### Task goal:
Taking the line with "warn!(path = %path, max_pages" as the first and the line with "fn next_page_url(headers: &HeaderMap)" as the last, set down exactly every line in that range from the entries below, and no more.

Data to examine START

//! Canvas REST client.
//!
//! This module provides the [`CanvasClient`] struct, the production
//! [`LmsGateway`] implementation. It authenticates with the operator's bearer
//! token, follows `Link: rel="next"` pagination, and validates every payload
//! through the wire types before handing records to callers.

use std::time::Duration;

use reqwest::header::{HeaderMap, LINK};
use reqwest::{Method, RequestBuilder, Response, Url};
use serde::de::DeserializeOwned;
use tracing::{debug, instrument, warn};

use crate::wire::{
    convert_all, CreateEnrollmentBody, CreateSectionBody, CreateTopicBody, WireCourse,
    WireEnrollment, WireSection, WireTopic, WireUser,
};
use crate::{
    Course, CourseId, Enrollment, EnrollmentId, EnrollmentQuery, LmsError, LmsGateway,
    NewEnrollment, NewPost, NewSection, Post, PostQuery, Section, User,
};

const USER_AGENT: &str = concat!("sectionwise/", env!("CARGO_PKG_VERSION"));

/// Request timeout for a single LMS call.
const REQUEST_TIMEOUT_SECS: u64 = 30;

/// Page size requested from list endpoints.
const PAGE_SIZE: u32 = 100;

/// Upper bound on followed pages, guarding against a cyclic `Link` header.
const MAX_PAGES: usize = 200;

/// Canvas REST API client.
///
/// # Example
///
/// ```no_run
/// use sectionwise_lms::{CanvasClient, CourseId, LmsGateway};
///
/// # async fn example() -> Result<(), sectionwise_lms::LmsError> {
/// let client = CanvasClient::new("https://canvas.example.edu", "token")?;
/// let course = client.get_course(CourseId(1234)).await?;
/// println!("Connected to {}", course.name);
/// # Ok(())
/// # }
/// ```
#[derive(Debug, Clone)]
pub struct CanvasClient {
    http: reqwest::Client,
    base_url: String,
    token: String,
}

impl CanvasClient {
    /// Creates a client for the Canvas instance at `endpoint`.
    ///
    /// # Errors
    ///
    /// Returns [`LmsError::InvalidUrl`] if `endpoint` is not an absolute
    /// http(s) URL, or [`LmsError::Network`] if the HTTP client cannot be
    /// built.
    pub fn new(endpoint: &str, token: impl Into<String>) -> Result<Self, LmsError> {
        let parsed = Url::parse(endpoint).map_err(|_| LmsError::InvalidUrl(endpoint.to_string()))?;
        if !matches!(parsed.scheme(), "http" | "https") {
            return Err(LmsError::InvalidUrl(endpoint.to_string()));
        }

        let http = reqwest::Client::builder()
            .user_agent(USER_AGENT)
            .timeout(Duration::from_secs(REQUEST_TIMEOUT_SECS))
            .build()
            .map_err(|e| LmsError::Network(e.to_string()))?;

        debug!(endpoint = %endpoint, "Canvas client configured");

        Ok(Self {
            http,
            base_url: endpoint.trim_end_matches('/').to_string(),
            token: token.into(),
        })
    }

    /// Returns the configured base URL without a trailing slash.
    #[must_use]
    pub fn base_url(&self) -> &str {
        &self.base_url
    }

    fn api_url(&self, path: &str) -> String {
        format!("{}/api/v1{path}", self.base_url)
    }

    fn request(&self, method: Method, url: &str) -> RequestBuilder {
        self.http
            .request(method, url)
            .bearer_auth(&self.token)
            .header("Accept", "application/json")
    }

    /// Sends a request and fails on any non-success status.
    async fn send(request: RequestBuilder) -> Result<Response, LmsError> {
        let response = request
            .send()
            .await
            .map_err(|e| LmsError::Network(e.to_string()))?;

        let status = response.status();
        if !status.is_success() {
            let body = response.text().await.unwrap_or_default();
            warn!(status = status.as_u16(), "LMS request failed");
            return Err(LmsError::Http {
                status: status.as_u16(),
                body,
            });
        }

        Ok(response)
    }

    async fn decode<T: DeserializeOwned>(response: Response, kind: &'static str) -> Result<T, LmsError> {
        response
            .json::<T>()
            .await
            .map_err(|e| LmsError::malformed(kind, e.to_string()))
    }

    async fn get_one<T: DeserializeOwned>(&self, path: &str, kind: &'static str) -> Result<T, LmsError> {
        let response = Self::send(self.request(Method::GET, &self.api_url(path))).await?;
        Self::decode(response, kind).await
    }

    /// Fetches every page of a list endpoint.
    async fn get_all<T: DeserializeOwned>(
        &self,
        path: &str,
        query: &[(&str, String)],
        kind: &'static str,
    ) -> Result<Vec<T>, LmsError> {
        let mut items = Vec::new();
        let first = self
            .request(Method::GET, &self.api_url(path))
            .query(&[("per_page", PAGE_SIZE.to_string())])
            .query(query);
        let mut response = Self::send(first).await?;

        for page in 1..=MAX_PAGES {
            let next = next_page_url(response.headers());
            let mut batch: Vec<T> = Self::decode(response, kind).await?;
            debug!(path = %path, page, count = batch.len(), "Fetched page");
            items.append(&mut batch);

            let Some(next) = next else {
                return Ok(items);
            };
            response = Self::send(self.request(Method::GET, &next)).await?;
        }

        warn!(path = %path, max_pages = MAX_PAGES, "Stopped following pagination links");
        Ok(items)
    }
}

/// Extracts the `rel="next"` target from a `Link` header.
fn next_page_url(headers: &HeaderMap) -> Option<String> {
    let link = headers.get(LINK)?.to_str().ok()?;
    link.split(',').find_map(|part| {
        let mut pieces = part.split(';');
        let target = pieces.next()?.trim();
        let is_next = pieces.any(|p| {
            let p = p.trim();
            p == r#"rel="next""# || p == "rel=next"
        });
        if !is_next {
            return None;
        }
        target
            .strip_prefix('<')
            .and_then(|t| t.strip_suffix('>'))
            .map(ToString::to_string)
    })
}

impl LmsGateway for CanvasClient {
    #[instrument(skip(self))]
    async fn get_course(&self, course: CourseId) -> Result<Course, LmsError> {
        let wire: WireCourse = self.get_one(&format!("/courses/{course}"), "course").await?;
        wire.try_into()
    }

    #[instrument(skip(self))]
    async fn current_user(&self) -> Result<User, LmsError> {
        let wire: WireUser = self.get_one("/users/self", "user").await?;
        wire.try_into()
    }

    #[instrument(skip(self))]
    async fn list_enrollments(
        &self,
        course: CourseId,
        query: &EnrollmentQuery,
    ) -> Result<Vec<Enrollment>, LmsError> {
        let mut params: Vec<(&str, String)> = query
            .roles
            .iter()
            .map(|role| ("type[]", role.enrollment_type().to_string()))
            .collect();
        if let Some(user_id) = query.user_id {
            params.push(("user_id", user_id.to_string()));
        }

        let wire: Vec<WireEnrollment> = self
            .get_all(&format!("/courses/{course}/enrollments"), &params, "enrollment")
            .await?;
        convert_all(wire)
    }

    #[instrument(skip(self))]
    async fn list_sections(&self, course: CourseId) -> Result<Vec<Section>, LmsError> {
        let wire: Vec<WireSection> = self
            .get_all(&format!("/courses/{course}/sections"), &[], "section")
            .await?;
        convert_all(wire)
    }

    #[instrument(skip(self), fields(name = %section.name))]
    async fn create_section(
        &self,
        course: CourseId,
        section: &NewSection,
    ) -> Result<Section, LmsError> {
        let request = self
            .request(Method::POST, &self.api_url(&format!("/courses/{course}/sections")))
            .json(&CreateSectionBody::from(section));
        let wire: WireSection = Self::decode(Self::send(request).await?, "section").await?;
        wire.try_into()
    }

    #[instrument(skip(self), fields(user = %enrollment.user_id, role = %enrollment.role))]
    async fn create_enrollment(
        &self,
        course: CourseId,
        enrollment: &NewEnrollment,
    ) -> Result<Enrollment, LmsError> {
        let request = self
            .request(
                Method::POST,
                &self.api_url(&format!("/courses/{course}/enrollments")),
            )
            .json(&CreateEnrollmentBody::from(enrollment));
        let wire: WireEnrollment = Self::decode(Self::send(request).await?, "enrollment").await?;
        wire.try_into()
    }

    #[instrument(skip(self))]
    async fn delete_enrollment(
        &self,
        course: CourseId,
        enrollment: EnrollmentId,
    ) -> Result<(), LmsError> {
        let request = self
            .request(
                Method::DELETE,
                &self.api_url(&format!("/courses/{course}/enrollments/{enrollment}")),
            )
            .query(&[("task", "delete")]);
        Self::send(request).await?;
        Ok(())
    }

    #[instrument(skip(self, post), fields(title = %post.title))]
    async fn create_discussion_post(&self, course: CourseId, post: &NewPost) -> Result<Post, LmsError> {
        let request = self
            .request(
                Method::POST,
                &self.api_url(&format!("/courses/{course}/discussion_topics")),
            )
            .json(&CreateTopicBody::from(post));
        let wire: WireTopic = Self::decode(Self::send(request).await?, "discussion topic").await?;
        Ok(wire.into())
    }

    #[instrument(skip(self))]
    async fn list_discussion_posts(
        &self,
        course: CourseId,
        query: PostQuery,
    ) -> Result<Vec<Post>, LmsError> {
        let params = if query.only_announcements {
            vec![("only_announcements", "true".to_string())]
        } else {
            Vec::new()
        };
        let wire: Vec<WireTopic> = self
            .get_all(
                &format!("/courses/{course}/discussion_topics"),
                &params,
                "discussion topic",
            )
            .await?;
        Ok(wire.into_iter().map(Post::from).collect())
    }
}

Data to examine END

### Task result:
        warn!(path = %path, max_pages = MAX_PAGES, "Stopped following pagination links");
        Ok(items)
    }
}

/// Extracts the `rel="next"` target from a `Link` header.
fn next_page_url(headers: &HeaderMap) -> Option<String> {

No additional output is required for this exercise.